Elle se retrouve d’abord à Marseille. Intérieurement hagarde car il faut faire bonne figure. Plus de pays, plus de travail. Le plus étrange, le plus insupportable : se retrouver dans la dépendance des autres. Ils l’invitent chez eux. Elle crève d’inquiétude pour lui, les enfants restés là-bas. Auront-ils leurs visas ? Mais les gens ne savent pas. Ils sont de l’autre côté de la barrière, du côté de la quiétude et de l’insouciance. Comment leur en vouloir ? Ils parlent de vacances, des travaux de la piscine, du poisson rouge mort d’indigestion, des tics du chat et elle fait semblant de s’intéresser à leur conversation. L’angoisse, qui occupe tous les recoins de son corps, se love dans son estomac, la fait transpirer. Elle demande à sortir. Elle sort, vomit contre un arbre.
Ensuite à Besançon. Ils se rejoignent. Il a pu enfin venir et travailler à l’Université grâce à l’attention solidaire exprimée aux intellectuels et démocrates algériens, cible de choix des terroristes islamistes. Ensemble, ils attendent les enfants qui n’ont pas eu de visas avec leur père. Elle frappe à toutes les portes. On lui aurait dit : « Mange du verre pilé et tes enfants viendront », elle l’aurait fait. Parfois, le désespoir la submerge, la rend injuste avec lui, le père de ses enfants, comme si lui-même ne souffrait pas : « Je veux mes enfants ! », lui crie-t-elle… et elle cogne de ses poings le mur.
Maillon après maillon, la chaine de la solidarité se tisse et les portes s’ouvrent. Les enfants sont arrivés le mois d’avril, cadeau de Pâques ! Les cloches carillonnent ! Merci, merci merci !
Elle a eu quarante ans la première année de son démantèlement.
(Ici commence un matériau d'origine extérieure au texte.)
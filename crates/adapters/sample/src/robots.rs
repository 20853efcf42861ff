//! In-memory [`RobotRepository`].

use std::sync::RwLock;

use robodesk_app::ports::RobotRepository;
use robodesk_domain::error::{NotFoundError, RoboDeskError};
use robodesk_domain::id::RobotId;
use robodesk_domain::robot::Robot;

use crate::error::StorageError;

const STORE: &str = "robot";

/// Robots kept in insertion order.
#[derive(Debug, Default)]
pub struct InMemoryRobotRepository {
    robots: RwLock<Vec<Robot>>,
}

impl InMemoryRobotRepository {
    #[must_use]
    pub fn new(robots: Vec<Robot>) -> Self {
        Self {
            robots: RwLock::new(robots),
        }
    }
}

impl RobotRepository for InMemoryRobotRepository {
    async fn get_by_id(&self, id: RobotId) -> Result<Option<Robot>, RoboDeskError> {
        let robots = self
            .robots
            .read()
            .map_err(|_| StorageError::Poisoned { store: STORE })?;
        Ok(robots.iter().find(|r| r.id == id).cloned())
    }

    async fn get_all(&self) -> Result<Vec<Robot>, RoboDeskError> {
        let robots = self
            .robots
            .read()
            .map_err(|_| StorageError::Poisoned { store: STORE })?;
        Ok(robots.clone())
    }

    async fn update(&self, robot: Robot) -> Result<Robot, RoboDeskError> {
        let mut robots = self
            .robots
            .write()
            .map_err(|_| StorageError::Poisoned { store: STORE })?;
        let slot = robots
            .iter_mut()
            .find(|r| r.id == robot.id)
            .ok_or_else(|| NotFoundError {
                entity: "Robot",
                id: robot.id.to_string(),
            })?;
        *slot = robot.clone();
        Ok(robot)
    }
}

#[cfg(test)]
mod tests {
    use super::*;

    fn robot(name: &str) -> Robot {
        Robot::builder()
            .name(name)
            .category("customer_service")
            .build()
            .unwrap()
    }

    #[tokio::test]
    async fn should_keep_insertion_order() {
        let repo = InMemoryRobotRepository::new(vec![robot("Aria"), robot("Quill")]);
        let names: Vec<String> = repo
            .get_all()
            .await
            .unwrap()
            .into_iter()
            .map(|r| r.name)
            .collect();
        assert_eq!(names, vec!["Aria", "Quill"]);
    }

    #[tokio::test]
    async fn should_replace_robot_on_update() {
        let original = robot("Aria");
        let id = original.id;
        let repo = InMemoryRobotRepository::new(vec![original.clone()]);

        let mut renamed = original;
        renamed.name = "Aria II".to_string();
        repo.update(renamed).await.unwrap();

        let fetched = repo.get_by_id(id).await.unwrap().unwrap();
        assert_eq!(fetched.name, "Aria II");
    }

    #[tokio::test]
    async fn should_return_not_found_when_updating_unknown_robot() {
        let repo = InMemoryRobotRepository::default();
        let result = repo.update(robot("Ghost")).await;
        assert!(matches!(result, Err(RoboDeskError::NotFound(_))));
    }
}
Quarante ans avec des troubles dits de ménopause : palpitations, angoisse, transpiration, survenant inopinément, en pleine rue.
Un jour, elle se retrouve seule dans l’appartement. Elle reste couchée toute la journée et pleure de façon quasi continue. Elle ne pleure pas sur elle-même mais sur l’Algérie et tous ceux qui sont morts : Tahar, Yasmine, Katia, Kader, Raymond… Écrivains. Poètes. Journalistes. Enseignants. Médecins… Liste infinie. Vide jamais comblé.
Elle a horreur du mot réfugié. Comment expliquer ? Comment se défendre, se protéger de la curiosité débridée pour le désastre ? Des personnes qui l’invitent à déjeuner, à dîner et la martèlent de questions, au risque de la faire avaler de travers ? : « Pourquoi tant de sang en Algérie ? Pourquoi l’égorgement ? Pourquoi les femmes se voilent ? N’est-ce pas le Pouvoir qui est derrière tous ces assassinats ? Quel est l’avenir de l’Algérie ? Et que va devenir ce pays si tout le monde s’en va ? Et vous combien de temps allez-vous rester ? » Elle se souvient encore, avec reconnaissance, de la réaction d’un homme qui s’était emporté contre sa propre femme, lors d’une soirée. Celle-ci l’avait harcelée pendant l’apéro et avait continué à table : « Mais laisse-la tranquille ! Tu ne crois pas que, de temps à autre, elle ait envie qu’on lui parle d’autre chose ! »
Sollicitée par des associations et des partis politiques, elle va dans plusieurs villes de France. Informe, discute, répond comme elle peut à un public attentif pour lequel « l’Algérie parle ». Les nouvelles des assassinats ne s’arrêtent pas, l’atteignent. L’inquiétude pour les siens est constante. Une seconde nature.
Alors de grâce, parlez-lui d’autre chose… Permettez-lui d’oublier un peu. Et si vraiment vous vouliez savoir, si vous vouliez l’aider, approchez-la dans la douceur et la distance et ne vous croyez pas tout permis avec vos questions qui la fouillent tel un bec d’oiseau de proie. Toutes les questions n’ont pas de réponse. Comprenez. Le pays blessé, les amis assassinés, le travail perdu, la mère quittée… Ce sont des souffrances qui ont déboulé sur elle. Les mots lui manquent pour en parler.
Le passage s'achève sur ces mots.